Each line below that contains the word "ConnectivityStatus" must be copied.

Start of EXCERPTED DATA

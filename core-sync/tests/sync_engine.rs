//! End-to-end tests for the sync engine running over the in-memory bridges.

use std::sync::Arc;
use std::time::Duration;

use async_trait::async_trait;
use bridge_memory::{
    ManualClock, ManualConnectivityMonitor, MemoryCollectionStore, MemorySettingsStore,
};
use bridge_traits::connectivity::{
    ConnectivityChangeStream, ConnectivityMonitor, ConnectivityStatus,
};
use bridge_traits::error::BridgeError;
use core_runtime::events::EventBus;
use core_sync::{
    EnqueueOptions, OperationHandler, OperationId, OperationKind, OperationStatus, QueueItem,
    Result, SyncCoordinator, SyncError, SyncSettings,
};
use serde_json::json;

struct OkHandler;

#[async_trait]
impl OperationHandler for OkHandler {
    async fn execute(&self, _item: &QueueItem) -> Result<bool> {
        Ok(true)
    }
}

async fn coordinator_with(monitor: Arc<dyn ConnectivityMonitor>) -> SyncCoordinator {
    let coordinator = SyncCoordinator::new(
        Arc::new(MemoryCollectionStore::new()),
        Arc::new(MemorySettingsStore::new()),
        monitor,
        Arc::new(ManualClock::starting_now()),
        EventBus::default(),
    )
    .await;
    coordinator.set_owner(Some("owner-1".to_string())).await;
    coordinator
        .register_handler(OperationKind::Create, &["*"], Arc::new(OkHandler))
        .await;
    coordinator
}

async fn enqueue_one(coordinator: &SyncCoordinator) -> OperationId {
    coordinator
        .enqueue(
            OperationKind::Create,
            "medications",
            json!({"name": "aspirin"}),
            EnqueueOptions::default(),
        )
        .await
        .expect("enqueue failed")
}

async fn wait_for_completion(coordinator: &SyncCoordinator, id: OperationId) {
    for _ in 0..200 {
        let status = coordinator.get_item(id).await.map(|item| item.status);
        if status == Some(OperationStatus::Completed) {
            return;
        }
        tokio::time::sleep(Duration::from_millis(10)).await;
    }
    panic!("operation {id} did not complete in time");
}

#[tokio::test]
async fn test_reconnect_triggers_processing_pass() {
    let monitor = Arc::new(ManualConnectivityMonitor::offline());
    let coordinator = coordinator_with(monitor.clone()).await;

    // Timer off so only the connectivity edge can trigger the pass
    coordinator
        .update_settings(SyncSettings {
            auto_process_enabled: false,
            ..SyncSettings::default()
        })
        .await;

    let id = enqueue_one(&coordinator).await;
    assert!(matches!(
        coordinator.force_process().await,
        Err(SyncError::Offline)
    ));

    coordinator.start().await;
    // Give the scheduler task time to subscribe before flipping the signal
    tokio::time::sleep(Duration::from_millis(50)).await;

    monitor.set_online(true);
    wait_for_completion(&coordinator, id).await;

    coordinator.shutdown().await;
}

#[tokio::test]
async fn test_timer_drives_processing_while_online() {
    let monitor = Arc::new(ManualConnectivityMonitor::online());
    let coordinator = coordinator_with(monitor).await;

    coordinator
        .update_settings(SyncSettings {
            process_interval_ms: 20,
            ..SyncSettings::default()
        })
        .await;

    let id = enqueue_one(&coordinator).await;
    coordinator.start().await;

    wait_for_completion(&coordinator, id).await;
    coordinator.shutdown().await;
}

#[tokio::test]
async fn test_going_offline_stops_processing() {
    let monitor = Arc::new(ManualConnectivityMonitor::online());
    let coordinator = coordinator_with(monitor.clone()).await;

    coordinator.start().await;
    tokio::time::sleep(Duration::from_millis(50)).await;

    monitor.set_online(false);
    tokio::time::sleep(Duration::from_millis(50)).await;

    let id = enqueue_one(&coordinator).await;
    assert!(matches!(
        coordinator.force_process().await,
        Err(SyncError::Offline)
    ));
    assert_eq!(
        coordinator.get_item(id).await.unwrap().status,
        OperationStatus::Pending
    );

    coordinator.shutdown().await;
}

#[tokio::test]
async fn test_shutdown_is_idempotent() {
    let monitor = Arc::new(ManualConnectivityMonitor::online());
    let coordinator = coordinator_with(monitor).await;

    coordinator.start().await;
    coordinator.shutdown().await;
    // A second shutdown with no scheduler running is a no-op
    coordinator.shutdown().await;
}

mod faulty_monitor {
    use super::*;
    use mockall::mock;

    mock! {
        Monitor {}

        #[async_trait]
        impl ConnectivityMonitor for Monitor {
            async fn status(&self) -> bridge_traits::error::Result<ConnectivityStatus>;
            async fn subscribe_changes(
                &self,
            ) -> bridge_traits::error::Result<Box<dyn ConnectivityChangeStream>>;
        }
    }

    #[tokio::test]
    async fn test_scheduler_degrades_to_timer_only() {
        let mut monitor = MockMonitor::new();
        monitor
            .expect_status()
            .returning(|| Ok(ConnectivityStatus::Online));
        monitor.expect_subscribe_changes().returning(|| {
            Err(BridgeError::NotAvailable(
                "no connectivity events on this host".to_string(),
            ))
        });

        let coordinator = coordinator_with(Arc::new(monitor)).await;
        coordinator
            .update_settings(SyncSettings {
                process_interval_ms: 20,
                ..SyncSettings::default()
            })
            .await;

        let id = enqueue_one(&coordinator).await;
        coordinator.start().await;

        // The timer keeps the queue draining even without edge events
        wait_for_completion(&coordinator, id).await;
        coordinator.shutdown().await;
    }
}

End of EXCERPTED DATA

§ WRITTEN ANSWER:
    ConnectivityChangeStream, ConnectivityMonitor, ConnectivityStatus,
            async fn status(&self) -> bridge_traits::error::Result<ConnectivityStatus>;
            .returning(|| Ok(ConnectivityStatus::Online));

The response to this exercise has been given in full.